Dengan menggarisbawahi tujuan “mengembangkan kemampuan membentuk watak serta peradaban bangsa yang bermartabat” maka proses pendidikan haruslah menanamkan suatu sikap mental yang mendukung kemampuan tersebut. Penting disadari oleh anak didik bahwa dirinya memiliki eksistensi sebagai manusia yang memiliki kebebasan dan kemerdekaan yang proporsional. Dimana dalam kebebasan dan kemerdekaannya mereka mesti menyadari bahwa pada saat hidup bersosial dengan manusia lain mereka tetap harus menghormati dan menghargai eksistensi orang lain dan kedamaian hidup bersama.

Dalam proses yang demikian metoda pengajaran yang memacu kebebasan dalam berpikir dan mengungkapkan pendapat mesti dikedepankan. Metode belajar-mengajar pasif yang hanya menjejalkan mata pelajaran, sementara anak didik hanya menerima dan menyimpan dalam memori otak, sangat tidak cocok untuk dipakai.

Di samping kebebasan berpikir dan berpendapat, mental mandiri menjadi salah satu syarat pembentukan manusia yang bermartabat. Mental ini dapat dibentuk dengan memberi kesempatan seluas-luasnya kepada anak didik untuk memiliki konsep berpikir, mengembangkan ide dan mewujudkan ide-ide tersebut. Dimulai dari yang sederhana, ide-ide mengenai mata pelajaran atau kasus-kasus akademik, sampai kepada kasus-kasus sosial-kemasyarakatan dalam kehidupan sehari-hari. Demikian juga kebiasaan hidup berdisiplin terhadap semua aktivitas merupakan faktor penting pendukung kemandirian.
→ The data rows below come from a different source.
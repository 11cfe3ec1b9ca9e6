use std::collections::HashMap;
use std::sync::Arc;

use anyhow::{anyhow, Result};
use rhai::{Dynamic, Engine, EvalAltResult, Map, Scope};
use serde::{Deserialize, Serialize};
use serde_json::Value;
use tokio::runtime::{Builder, RuntimeFlavor};

use crate::tools::{Tool, ToolInputOutputSchema};
use crate::UtcpClientInterface;

pub struct CodeModeUtcp {
    client: Arc<dyn UtcpClientInterface>,
}

impl CodeModeUtcp {
    pub fn new(client: Arc<dyn UtcpClientInterface>) -> Self {
        Self { client }
    }

    pub async fn execute(&self, args: CodeModeArgs) -> Result<CodeModeResult> {
        // If it's JSON already, return it directly.
        if let Ok(json) = serde_json::from_str::<Value>(&args.code) {
            return Ok(CodeModeResult {
                value: json,
                stdout: String::new(),
                stderr: String::new(),
            });
        }

        let value = self.eval_rusty_snippet(&args.code, args.timeout).await?;
        Ok(CodeModeResult {
            value,
            stdout: String::new(),
            stderr: String::new(),
        })
    }

    fn tool_schema(&self) -> Tool {
        Tool {
            name: "codemode.run_code".to_string(),
            description: "Execute a Rust-like snippet with access to UTCP tools.".to_string(),
            inputs: ToolInputOutputSchema {
                type_: "object".to_string(),
                properties: Some(HashMap::from([
                    (
                        "code".to_string(),
                        serde_json::json!({"type": "string", "description": "Rust-like snippet"}),
                    ),
                    (
                        "timeout".to_string(),
                        serde_json::json!({"type": "integer", "description": "Timeout ms"}),
                    ),
                ])),
                required: Some(vec!["code".to_string()]),
                description: None,
                title: Some("CodeModeArgs".to_string()),
                items: None,
                enum_: None,
                minimum: None,
                maximum: None,
                format: None,
            },
            outputs: ToolInputOutputSchema {
                type_: "object".to_string(),
                properties: Some(HashMap::from([
                    ("value".to_string(), serde_json::json!({"type": "string"})),
                    ("stdout".to_string(), serde_json::json!({"type": "string"})),
                    ("stderr".to_string(), serde_json::json!({"type": "string"})),
                ])),
                required: None,
                description: None,
                title: Some("CodeModeResult".to_string()),
                items: None,
                enum_: None,
                minimum: None,
                maximum: None,
                format: None,
            },
            tags: vec!["codemode".to_string(), "utcp".to_string()],
            average_response_size: None,
            provider: None,
        }
    }

    fn build_engine(&self) -> Engine {
        let mut engine = Engine::new();
        engine.register_fn("sprintf", sprintf);

        let client = self.client.clone();
        engine.register_fn(
            "call_tool",
            move |name: &str, map: Map| -> Result<Dynamic, Box<EvalAltResult>> {
                let args_val = serde_json::to_value(map).map_err(|e| {
                    EvalAltResult::ErrorRuntime(e.to_string().into(), rhai::Position::NONE)
                })?;
                let args = value_to_map(args_val)?;

                let res = block_on_any_runtime(async { client.call_tool(name, args).await })
                    .map_err(|e| {
                        EvalAltResult::ErrorRuntime(e.to_string().into(), rhai::Position::NONE)
                    })?;

                Ok(rhai::serde::to_dynamic(res).map_err(|e| {
                    EvalAltResult::ErrorRuntime(e.to_string().into(), rhai::Position::NONE)
                })?)
            },
        );

        let client = self.client.clone();
        engine.register_fn(
            "search_tools",
            move |query: &str, limit: i64| -> Result<Dynamic, Box<EvalAltResult>> {
                let res = block_on_any_runtime(async {
                    client.search_tools(query, limit as usize).await
                })
                .map_err(|e| {
                    EvalAltResult::ErrorRuntime(e.to_string().into(), rhai::Position::NONE)
                })?;
                Ok(rhai::serde::to_dynamic(res).map_err(|e| {
                    EvalAltResult::ErrorRuntime(e.to_string().into(), rhai::Position::NONE)
                })?)
            },
        );

        engine
    }

    async fn eval_rusty_snippet(&self, code: &str, _timeout_ms: Option<u64>) -> Result<Value> {
        let wrapped = format!("let __out = {{ {} }};\n__out", code);
        let engine = self.build_engine();
        let mut scope = Scope::new();

        let dyn_result = engine.eval_with_scope::<Dynamic>(&mut scope, &wrapped);
        let dyn_value = dyn_result.map_err(|e| anyhow!("codemode eval error: {}", e))?;
        let value: Value = rhai::serde::from_dynamic(&dyn_value)
            .map_err(|e| anyhow!("Failed to convert result: {}", e))?;
        Ok(value)
    }

    pub fn tool(&self) -> Tool {
        self.tool_schema()
    }

    /// Convenience helpers mirroring go-utcp codemode helper exports.
    pub async fn call_tool(&self, name: &str, args: HashMap<String, Value>) -> Result<Value> {
        self.client.call_tool(name, args).await
    }

    pub async fn call_tool_stream(
        &self,
        name: &str,
        args: HashMap<String, Value>,
    ) -> Result<Box<dyn crate::transports::stream::StreamResult>> {
        self.client.call_tool_stream(name, args).await
    }

    pub async fn search_tools(&self, query: &str, limit: usize) -> Result<Vec<Tool>> {
        self.client.search_tools(query, limit).await
    }
}

#[derive(Debug, Clone, Serialize, Deserialize, PartialEq)]
pub struct CodeModeArgs {
    pub code: String,
    #[serde(default)]
    pub timeout: Option<u64>,
}

#[derive(Debug, Clone, Serialize, Deserialize, PartialEq)]
pub struct CodeModeResult {
    pub value: Value,
    #[serde(default)]
    pub stdout: String,
    #[serde(default)]
    pub stderr: String,
}

fn value_to_map(value: Value) -> Result<HashMap<String, Value>, Box<EvalAltResult>> {
    match value {
        Value::Object(obj) => Ok(obj.into_iter().collect()),
        _ => Err(EvalAltResult::ErrorRuntime(
            "call_tool expects object args".into(),
            rhai::Position::NONE,
        )
        .into()),
    }
}

pub fn sprintf(fmt: &str, args: &[Dynamic]) -> String {
    let mut out = fmt.to_string();
    for rendered in args.iter().map(|v| v.to_string()) {
        out = out.replacen("{}", &rendered, 1);
    }
    out
}

fn block_on_any_runtime<F, T>(fut: F) -> Result<T, anyhow::Error>
where
    F: std::future::Future<Output = Result<T, anyhow::Error>>,
    T: Send + 'static,
{
    match tokio::runtime::Handle::try_current() {
        Ok(handle) => match handle.runtime_flavor() {
            RuntimeFlavor::MultiThread => tokio::task::block_in_place(|| handle.block_on(fut)),
            RuntimeFlavor::CurrentThread => {
                let rt = Builder::new_current_thread().enable_all().build()?;
                rt.block_on(fut)
            }
            _ => {
                let rt = Builder::new_current_thread().enable_all().build()?;
                rt.block_on(fut)
            }
        },
        Err(_) => {
            let rt = Builder::new_current_thread().enable_all().build()?;
            rt.block_on(fut)
        }
    }
}

#[cfg(test)]
mod tests {
    use super::*;
    use crate::tools::Tool;
    use crate::transports::stream::boxed_vec_stream;
    use tokio::sync::Mutex;

    #[derive(Clone)]
    struct MockClient {
        called: Arc<Mutex<Vec<String>>>,
    }

    #[async_trait::async_trait]
    impl UtcpClientInterface for MockClient {
        async fn register_tool_provider(
            &self,
            _prov: Arc<dyn crate::providers::base::Provider>,
        ) -> Result<Vec<Tool>> {
            Ok(vec![])
        }

        async fn deregister_tool_provider(&self, _provider_name: &str) -> Result<()> {
            Ok(())
        }

        async fn call_tool(&self, tool_name: &str, _args: HashMap<String, Value>) -> Result<Value> {
            self.called.lock().await.push(tool_name.to_string());
            Ok(Value::Number(serde_json::Number::from(5)))
        }

        async fn search_tools(&self, query: &str, _limit: usize) -> Result<Vec<Tool>> {
            self.called.lock().await.push(format!("search:{query}"));
            Ok(vec![])
        }

        fn get_transports(&self) -> HashMap<String, Arc<dyn crate::transports::ClientTransport>> {
            HashMap::new()
        }

        async fn call_tool_stream(
            &self,
            tool_name: &str,
            _args: HashMap<String, Value>,
        ) -> Result<Box<dyn crate::transports::stream::StreamResult>> {
            self.called.lock().await.push(format!("stream:{tool_name}"));
            Ok(boxed_vec_stream(vec![Value::String("chunk".into())]))
        }
    }

    #[tokio::test(flavor = "multi_thread")]
    async fn codemode_helpers_forward_to_client() {
        let client = Arc::new(MockClient {
            called: Arc::new(Mutex::new(Vec::new())),
        });
        let codemode = CodeModeUtcp::new(client.clone());

        codemode
            .call_tool("demo.tool", HashMap::new())
            .await
            .unwrap();
        codemode.search_tools("demo", 5).await.unwrap();
        let mut stream = codemode
            .call_tool_stream("demo.tool", HashMap::new())
            .await
            .unwrap();
        let _ = stream.next().await.unwrap();

        let calls = client.called.lock().await.clone();
        assert_eq!(calls, vec!["demo.tool", "search:demo", "stream:demo.tool"]);
    }

    #[tokio::test(flavor = "multi_thread")]
    async fn execute_runs_rusty_snippet_and_call_tool() {
        let client = Arc::new(MockClient {
            called: Arc::new(Mutex::new(Vec::new())),
        });
        let codemode = CodeModeUtcp::new(client);

        let code = r#"let x = 2 + 3; let y = call_tool("math.add", #{"a":1}); x + y"#;
        let args = CodeModeArgs {
            code: code.into(),
            timeout: Some(1000),
        };
        let res = codemode.execute(args).await.unwrap();
        assert_eq!(res.value, serde_json::json!(10));
    }
}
Dengan terbiasa memiliki konsep berpikir, menciptakan dan mewujudkan ide, serta hidup berdisiplin, anak didik dibentuk menjadi manusia mandiri, cerdas, memiliki kemampuan mencipta atau menemukan iptek, yang dihargai eksistensinya dan memiliki tanggung jawab terhadap diri sendiri maupun masyarakat.

Tujuan pendidikan dalam membentuk manusia berakhlak mulia mengandung suatu pengertian, bagaimana peserta didik juga mesti memiliki watak yang menghargai nilai-nilai kebajikan, kemampuan berinteraksi sosial dan menghargai eksistensi manusia lain yang juga memiliki harkat serta martabat yang sama. Proses pendidikan yang mendukung hal ini mesti mengajarkan atau menanamkan secara intensif unsur-unsur normatif dan religius yang menghargai pluralitas keyakinan masing-masing peserta didik. Dalam pelaksanaan belajar-mengajar harus diberikan pengetahuan-pengetahuan moral. Dimulai dari yang sederhana seperti kejujuran, saling mencintai dan menghargai sesama manusia, sopan santun, sampai kepada kemampuan menghargai kehidupan.

Proses pendidikan dalam perspektif membentuk peserta didik yang memiliki serta mampu menghargai harkat dan martabat orang lain, memerlukan pendekatan praktek atau penerapan dalam keseharian hidup. Pendidikan mental atau watak dengan metode mengutamakan penyampaian secara intensif materi akademik, kurang bermakna dalam kehidupan. Seperti disampaikan Baharudin dan Moh.Makin dalam buku berjudul Pendidikan Humanistik, bahwa belajar akan lebih bermakna bagi anak jika mereka mengalami apa yang dipelajari, bukan sekedar mengetahuinya. Pembelajaran yang berorientasi pada target penguasaan materi, dimana proses kegiatan belajar-mengajar dianggap selesai apabila target bahasan tuntas disajikan ke peserta didik, terbukti gagal dalam memberikan bekal untuk memecahkan persoalan riil dalam kehidupan jangka panjang, meskipun diakui bisa berhasil dalam kompetisi jangka pendek (Ar-Ruzz Media, 2007).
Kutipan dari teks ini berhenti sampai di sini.